The entire area gets all aflutter when we have a hurricane warning. People buy generators (during hurricane Isabel about 10 years ago we lost power for 12 days), canned goods, lots of water, and start emptying their freezers. (Honey! Mystery meat for dinner!) The gas stations have lines as long as Disneyland at Easter and everywhere you go, the only topic of conversation is the weather, or rather, your personal state of preparedness for it. There’s a all-for-one, one-for-all spirit about the whole business.
The big deal around here is usually the flooding – so many homes are at sea level or just a few feet above. We’re lucky because our elevation is 13 feet. There’s a lot of lowland that gets flooded before the waters reach us.
We are leaving for Fort Lauderdale on Saturday morning and Earl is supposed to sweep the coast from midnight tonight until about noon tomorrow. First they said it would come directly over us as a Category 3 (111 to 130 mph winds), which could really mess a lot of people up and will almost certainly mean 12 days without power, at least. However, as of now (5pm Thursday) they say it will bypass our neighborhood and just graze the outer banks of North Carolina, south and east of us, and be out of here by Friday afternoon. Phew!
But what if we were really worried about this storm to the point where we might cancel or change our travel plans? Many airlines will offer free rebooking to/from the same destination within a seven day period. If it’s not prominently displayed at the top of the website (love USAirways – at the top of their site there’s a red “travel advisory” link), you need to call the airline and see what their policy is regarding changing plans due to disruptive weather. We’re flying out of Newport News on Saturday, and we have until 1130pm tonight to change our reservations for free, if we wanted to. If we lived in Massachusetts or Maine, we’d have until sometime tomorrow to change.
Nice to know! However, it looks like, even after all the excitement and weather-watching, Hurricane Earl will be a non-event, so our plans will stay the same. So, Fort Lauderdale, here we come!
Sometimes you don’t have to travel very far to have an eclectic travel experience.
Last week my friend Michelle and I took a road trip across the Hampton Roads Harbor to Virginia Beach. Actually, I had to go to the MINI dealership there to get the key to the locking lugnuts on my wheels (don’t ask) and decided to make an excursion out of it.
Who uses Groupon? Such a good deal! One coupon for all kinds of local and semi-local services (i.e. facials, photography, restaurant meals, scuba diving lessons) comes to my email every day for at least 50%, sometimes 85% off of the regular price. The catch is that enough people have to buy in for the deal to go. (Shameless plug: go to http://www.groupon.com/r/uu1757403 and if you sign up, I get a little credit from Groupon.)

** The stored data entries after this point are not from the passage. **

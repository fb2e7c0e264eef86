//! The home computer: login, the `COMPUTER>` interface, and the first message.

use kb_core::{Flag, ItemId, LocationId};
use log::info;

use super::{FAREWELL, FictionSession};
use crate::console::Console;
use crate::error::{Ending, FictionError, FictionResult};
use crate::parser::{TerminalCommand, parse_terminal};
use crate::scripts::story;

const COMPUTER_PROMPT: &str = "COMPUTER> ";

impl<C: Console> FictionSession<C> {
    /// Log in if needed, then run the computer interface until logout or relocation.
    pub(super) fn use_computer(&mut self) -> FictionResult<()> {
        if !self.has(Flag::LoggedIn) && !self.login()? {
            return Ok(());
        }
        self.show("--- COMPUTER INTERFACE ---");
        self.show("SYSTEM 'HEIMBASIS' BEREIT.");
        self.show("MOEGLICHE AKTIONEN: ONLINE GEHEN, LIES DISKETTE, SCANNE NETZWERK, LOGOUT");

        loop {
            let line = self.read_input(COMPUTER_PROMPT)?;
            let Some(command) = parse_terminal(&line) else {
                continue;
            };
            match self.terminal_command(command) {
                Ok(()) => {}
                Err(e) if e.is_refusal() => self.say(&e.to_string()),
                Err(e) => return Err(e),
            }
            self.evaluate_alert()?;
            if !self.is_at(story::APARTMENT) {
                break;
            }
            if !self.has(Flag::LoggedIn) {
                self.show("--- COMPUTER INTERFACE GESCHLOSSEN ---");
                break;
            }
        }
        Ok(())
    }

    /// Ask for the password. Returns whether the login succeeded.
    fn login(&mut self) -> FictionResult<bool> {
        self.say("DU VERSUCHST, DICH AM COMPUTER EINZULOGGEN.");
        self.show("PASSWORT GESCHUETZT. SYSTEM: 'HEIMBASIS'.");

        let note = ItemId::new(story::ZETTEL);
        let here = self.location_id();
        let note_at_hand = self
            .world
            .item(&note)
            .is_some_and(|i| i.is_carried() || i.is_at(&here));
        let cracked = self.has(Flag::PasswordCracked);
        let hint = if cracked {
            " (PASSWORT BEREITS GEKNACKT)"
        } else if note_at_hand {
            " (HINWEIS AUF DEM ZETTEL VERFUEGBAR - 'LIES ZETTEL')"
        } else {
            " (DU HAST KEINEN HINWEIS)"
        };
        let prompt = format!("PASSWORT EINGEBEN{hint}: ");
        let password = self.world.secrets().password.to_lowercase();

        let attempts = self.config.password_attempts;
        for attempt in 1..=attempts {
            let guess = self.read_input(&prompt)?;
            if guess.to_lowercase() == password {
                self.show("ZUGRIFF GEWAEHRT. WILLKOMMEN ZURUECK.");
                self.state.set(Flag::LoggedIn);
                self.state.set(Flag::PasswordCracked);
                info!("logged in to the home computer");
                self.adjust_alert(1);
                if !cracked && note_at_hand {
                    self.say("(Der Zettel mit dem Hinweis scheint nun ueberfluessig.)");
                }
                return Ok(true);
            }
            let left = attempts - attempt;
            self.alarm(&format!("PASSWORT FALSCH. VERBLEIBENDE VERSUCHE: {left}"));
            self.adjust_alert(2);
            self.evaluate_alert()?;
        }
        self.alarm("ZU VIELE FEHLVERSUCHE. SYSTEM TEMPORAER GESPERRT.");
        Ok(false)
    }

    fn terminal_command(&mut self, command: TerminalCommand) -> FictionResult<()> {
        match command {
            TerminalCommand::Online if self.has(Flag::MessageDecrypted) => {
                self.say("DU VERBINDEST DICH MIT DEM NETZWERK...");
                self.console.pause(1000);
                self.say("SUCHE NACH DEM 'KANINCHENBAU' FORUM...");
                self.console.pause(1500);
                self.say("VERBINDUNG HERGESTELLT.");
                self.enter(LocationId::new(story::KANINCHENBAU_FORUM))
            }
            TerminalCommand::Online => {
                self.say("DU WEISST NICHT, WONACH DU SUCHEN SOLLST... DU BRAUCHST EINEN HINWEIS ODER EIN ZIEL.");
                self.say("(Hast du schon die erste Nachricht auf dem Bildschirm dekryptiert?)");
                Ok(())
            }
            TerminalCommand::ReadDisk => {
                if !self.world.is_carried(&ItemId::new(story::DATEN_DISKETTE)) {
                    return Err(FictionError::Refused(
                        "KEINE DISKETTE IM LAUFWERK. HAST DU SIE IM INVENTAR?",
                    ));
                }
                self.say("Lese Diskette 'PROTOKOLL 7'...");
                self.console.pause(1000);
                self.show("INHALT: Verschluesselte Uebertragungslogs. Zeitstempel stimmen mit den 'Glitches' ueberein. Eine Signatur: 'Morpheus'. Eine Koordinatenangabe zu einer oeffentlichen Telefonzelle auf der STRASSE VOR DEM HAUS.");
                self.say("(Die TELEFONZELLE auf der STRASSE erscheint nun sehr wichtig. Koennte sie der naechste Schritt sein?)");
                self.adjust_alert(2);
                if self.state.set(Flag::DisketteRead) {
                    info!("diskette read");
                }
                Ok(())
            }
            TerminalCommand::ScanNetwork => {
                self.say("DU STARTETST EINEN NETZWERK-SCAN...");
                self.console.pause(1500);
                self.show("SCAN ERGEBNISSE:");
                self.show("- Lokales Netzwerk: HEIMBASIS (AKTUELL)");
                if self.world.location(&LocationId::new(story::CAFE)).is_some() {
                    self.show("- Oeffentliches Netzwerk: CYBER CAFE TERMINAL (IP: 192.168.1.101)");
                }
                if self
                    .world
                    .location(&LocationId::new(story::SERVER_FARM_EINGANG))
                    .is_some()
                {
                    self.show("- Externe Adresse: SERVER-FARM (IP: 213.45.67.89 - HOHE SICHERHEIT)");
                }
                self.adjust_alert(1);
                Ok(())
            }
            TerminalCommand::Logout => {
                self.say("DU LOGGST DICH VOM COMPUTER AUS.");
                self.state.clear(Flag::LoggedIn);
                Ok(())
            }
            TerminalCommand::Quit => {
                self.say(FAREWELL);
                Err(FictionError::Ended(Ending::Quit))
            }
            TerminalCommand::Unknown(text) => Err(FictionError::UnknownTerminalCommand(text)),
        }
    }

    /// `ONLINE GEHEN` typed at the main prompt.
    pub(super) fn go_online(&mut self) -> FictionResult<()> {
        if self.has(Flag::LoggedIn) && self.is_at(story::APARTMENT) {
            return self.terminal_command(TerminalCommand::Online);
        }
        Err(FictionError::UnknownVerb {
            verb: "ONLINE".to_string(),
            hint: None,
        })
    }

    pub(super) fn deliver_first_message(&mut self) {
        let secrets = self.world.secrets();
        let ciphertext = secrets.ciphertext.clone();
        let key = secrets.cipher_key.clone();
        self.console.blank();
        self.console.rule();
        self.alarm("PLOETZLICH BLINKT EIN FENSTER AUF DEINEM COMPUTERBILDSCHIRM AUF.");
        self.show(" EINGEHENDE NACHRICHT:");
        self.show(" QUELLE: UNBEKANNT");
        self.show(" VERSCHLUESSELUNG: STANDARD ROT13");
        self.show(&format!(" NACHRICHT: '{ciphertext}' (ROT13)"));
        self.console.rule();
        self.say(&format!("(DU KOENNTEST VERSUCHEN: DEKRYPTIERE NACHRICHT MIT {key})"));
        self.state.set(Flag::FirstMessageReceived);
        info!("first message delivered");
    }

    pub(super) fn decrypt(&mut self, target: &str, key: &str) -> FictionResult<()> {
        if target != story::NACHRICHT {
            return Err(FictionError::NothingToDecrypt(target.to_string()));
        }
        if self.has(Flag::MessageDecrypted) {
            return Err(FictionError::AlreadyDone(
                "DU HAST DIESE NACHRICHT BEREITS DEKRYPTIERT.",
            ));
        }
        if !self.is_at(story::APARTMENT) || !self.has(Flag::FirstMessageReceived) {
            return Err(FictionError::NothingToDecrypt(target.to_string()));
        }
        if !key.eq_ignore_ascii_case(&self.world.secrets().cipher_key) {
            self.say("FALSCHER SCHLUESSEL. DEKRYPTION FEHLGESCHLAGEN.");
            self.adjust_alert(1);
            return Ok(());
        }
        let plaintext = self.world.secrets().plaintext.clone();
        self.show("DEKRYPTION ERFOLGREICH!");
        self.show(&format!("NACHRICHT ENTSCHLUESSELT: '{plaintext}'"));
        self.say("WAS BEDEUTET DAS NUR? VIELLEICHT EIN HINWEIS AUF EIN ONLINE FORUM?");
        self.state.set(Flag::MessageDecrypted);
        self.state.decrypted = Some(plaintext);
        info!("first message decrypted");
        self.adjust_alert(1);
        self.say("(VIELLEICHT KANNST DU JETZT MIT DEM COMPUTER 'ONLINE GEHEN'?)");
        Ok(())
    }
}

#[cfg(test)]
mod tests {
    use super::*;
    use crate::session::fixtures::*;

    fn at_home() -> FictionSession<crate::console::ScriptedConsole> {
        let mut s = session(&[]);
        place_player(&mut s, story::APARTMENT);
        s
    }

    #[test]
    fn scenario_b_three_wrong_passwords() {
        let mut s = at_home();
        for guess in ["neo", "trinity", "zion"] {
            s.console_mut().push_input(guess);
        }
        s.process("BENUTZE COMPUTER").unwrap();
        assert!(!s.has(Flag::LoggedIn));
        assert!(!s.has(Flag::PasswordCracked));
        assert!(said(&s, "VERBLEIBENDE VERSUCHE: 0"));
        assert!(said(&s, "SYSTEM TEMPORAER GESPERRT."));
        assert_eq!(s.state().alert.value(), 6);
        assert!(
            s.console()
                .prompts()
                .iter()
                .all(|p| p.contains("HINWEIS AUF DEM ZETTEL VERFUEGBAR"))
        );
    }

    #[test]
    fn login_then_logout() {
        let mut s = at_home();
        for line in ["MATRIX", "", "LOGOUT"] {
            s.console_mut().push_input(line);
        }
        s.process("U COMPUTER").unwrap();
        assert!(said(&s, "ZUGRIFF GEWAEHRT."));
        assert!(said(&s, "Der Zettel mit dem Hinweis scheint nun ueberfluessig."));
        assert!(said(&s, "--- COMPUTER INTERFACE GESCHLOSSEN ---"));
        assert!(s.has(Flag::PasswordCracked));
        assert!(!s.has(Flag::LoggedIn));
        assert_eq!(s.state().alert.value(), 1);
    }

    #[test]
    fn cracked_password_hint_on_second_login() {
        let mut s = at_home();
        s.state.set(Flag::PasswordCracked);
        s.console_mut().push_input("matrix");
        s.console_mut().push_input("LOGOUT");
        s.process("BENUTZE COMPUTER").unwrap();
        assert!(s.console().prompts()[0].contains("(PASSWORT BEREITS GEKNACKT)"));
        assert!(!said(&s, "ueberfluessig"));
    }

    #[test]
    fn scenario_c_decrypt_first_message() {
        let mut s = at_home();
        s.deliver_first_message();
        assert!(said(&s, "SBYTR QHZ JRVFFRA XNAVAPURA."));
        s.process("DEKRYPTIERE NACHRICHT MIT redpill").unwrap();
        assert!(s.has(Flag::MessageDecrypted));
        assert_eq!(
            s.state().decrypted.as_deref(),
            Some(s.world().secrets().plaintext.as_str())
        );
        assert!(said(&s, "DEKRYPTION ERFOLGREICH!"));
        assert_eq!(s.state().alert.value(), 1);

        s.process("DEKRYPTIERE NACHRICHT MIT REDPILL").unwrap();
        assert!(said(&s, "BEREITS DEKRYPTIERT."));
        assert_eq!(s.state().alert.value(), 1);
    }

    #[test]
    fn decrypt_with_wrong_key_or_too_early() {
        let mut s = at_home();
        s.process("DEKRYPTIERE NACHRICHT MIT REDPILL").unwrap();
        assert!(said(&s, "ES GIBT HIER KEIN 'NACHRICHT' ZUM DEKRYPTIEREN"));
        assert_eq!(s.state().alert.value(), 0);

        s.state.set(Flag::FirstMessageReceived);
        s.process("DEKRYPTIERE NACHRICHT MIT BLUEPILL").unwrap();
        assert!(said(&s, "FALSCHER SCHLUESSEL."));
        assert!(!s.has(Flag::MessageDecrypted));
        assert_eq!(s.state().alert.value(), 1);
    }

    #[test]
    fn online_needs_decrypted_message() {
        let mut s = at_home();
        s.state.set(Flag::LoggedIn);
        s.console_mut().push_input("ONLINE GEHEN");
        s.console_mut().push_input("LOGOUT");
        s.process("BENUTZE COMPUTER").unwrap();
        assert!(said(&s, "DU WEISST NICHT, WONACH DU SUCHEN SOLLST"));
        assert!(s.is_at(story::APARTMENT));
    }

    #[test]
    fn online_moves_to_forum_and_closes_interface() {
        let mut s = at_home();
        s.state.set(Flag::LoggedIn);
        s.state.set(Flag::MessageDecrypted);
        s.console_mut().push_input("online");
        s.process("BENUTZE COMPUTER").unwrap();
        assert!(s.is_at(story::KANINCHENBAU_FORUM));
        assert!(s.has(Flag::LoggedIn));
        assert!(said(&s, "VERBINDUNG HERGESTELLT."));
        assert_eq!(s.console().remaining_input(), 0);
    }

    #[test]
    fn online_at_main_prompt() {
        let mut s = at_home();
        s.process("ONLINE GEHEN").unwrap();
        assert!(said(&s, "ICH VERSTEHE 'ONLINE' NICHT."));

        s.state.set(Flag::LoggedIn);
        s.state.set(Flag::MessageDecrypted);
        s.process("ONLINE GEHEN").unwrap();
        assert!(s.is_at(story::KANINCHENBAU_FORUM));
    }

    #[test]
    fn read_diskette_in_computer() {
        let mut s = at_home();
        s.state.set(Flag::LoggedIn);
        s.console_mut().push_input("LIES DISKETTE");
        s.console_mut().push_input("HACK THE PLANET");
        s.console_mut().push_input("LOGOUT");
        s.process("BENUTZE COMPUTER").unwrap();
        assert!(said(&s, "KEINE DISKETTE IM LAUFWERK."));
        assert!(said(&s, "UNBEKANNTER COMPUTER-BEFEHL: 'HACK THE PLANET'."));
        assert!(!s.has(Flag::DisketteRead));

        s.world.carry(&ItemId::new(story::DATEN_DISKETTE)).unwrap();
        s.state.set(Flag::LoggedIn);
        s.process("BENUTZE DATEN_DISKETTE MIT COMPUTER").unwrap();
        assert!(said(&s, "'LIES DISKETTE'"));
        s.console_mut().push_input("LIES DISKETTE");
        s.console_mut().push_input("SCANNE NETZWERK");
        s.console_mut().push_input("LOGOUT");
        s.process("BENUTZE COMPUTER").unwrap();
        assert!(said(&s, "Eine Signatur: 'Morpheus'."));
        assert!(said(&s, "SERVER-FARM (IP: 213.45.67.89 - HOHE SICHERHEIT)"));
        assert!(s.has(Flag::DisketteRead));
        assert_eq!(s.state().alert.value(), 4);
    }

    #[test]
    fn diskette_needs_running_computer() {
        let mut s = at_home();
        s.world.carry(&ItemId::new(story::DATEN_DISKETTE)).unwrap();
        s.process("BENUTZE DATEN_DISKETTE MIT COMPUTER").unwrap();
        assert!(said(&s, "DU MUSST ZUERST DEN COMPUTER STARTEN"));
        assert_eq!(s.state().alert.value(), 0);
    }

    #[test]
    fn quit_from_computer_ends_game() {
        let mut s = at_home();
        s.state.set(Flag::LoggedIn);
        s.console_mut().push_input("ENDE");
        let err = s.process("BENUTZE COMPUTER").unwrap_err();
        assert!(matches!(err, FictionError::Ended(Ending::Quit)));
        assert!(said(&s, FAREWELL));
    }

    #[test]
    fn end_of_input_inside_computer_interrupts() {
        let mut s = at_home();
        s.state.set(Flag::LoggedIn);
        let err = s.process("BENUTZE COMPUTER").unwrap_err();
        assert!(matches!(err, FictionError::Ended(Ending::Interrupted)));
    }
}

Anyway, through Groupon, I purchased a Virginia Beach Food on Foot tour at 50% off. So, since I had to go to VA beach anyway, I thought I would take a little lunch tour with my friend Michelle.
We met Eric, the owner, tour guide, general manager, and founder of the Virginia Beach Food on Foot Tours (http://virginiabeachfoodonfoottours.com/) on the Boardwalk at 37th. An energetic young entrepreneur, he first gives us a little history of himself, his business, and Virginia Beach (the longest pleasurable stretch of beach in the world), before we make our first stop for fish tacos. And it just only got better from there.
On his website, he does not give away all the stops, and if you go, they will probably be different next year, but let’s just say, we went from Baja (that’s the taco place), to South Beach Miami for the best pizza I’ve ever had, to a Boston raw bar for yummy crab soup, to Pittsburgh for some Steelers action, to name a few.
Two and a half hours later, we ended up at the 21st street snack bar with dessert! The entire experience was like a progressive meal going from city to city, cuisine to cuisine, yet they all melded together into one fine meal. We were stuffed, entertained, and educated by the time we were done, plus met a very nice guy to boot. Glad to support him. I think he’s operating his tours through October, so check him out!
Sometimes all you need to do to find good travel experiences is just look in your own back yard.
My apologies. Here I have promised a blog about traveling and I’ve traveled and have not been sharing with you all. I can offer you all sorts of excuses, but one thing I learned from LEAP camp (more on that in later posts) is that there are no excuses. Just an I’m sorry, I’ll do better, and then DO BETTER. So, here we go.
Where’ve I been? Well, after the Paris trip with our dear Anna, I was home approximately enough time to be able to wake up without the heaviness of jet lag before I headed off to Albuquerque for a R.A.D. Systems (that’s Rape, Agression, Defense for those not in the know) to learn how to teach kids self-defense (for kids, it’s Resisting Agression Defensively – I actually like that better than the adult version, but that’s just me). I also learned how to wield my defensive key chain like a madwoman with a flail – and control, of course.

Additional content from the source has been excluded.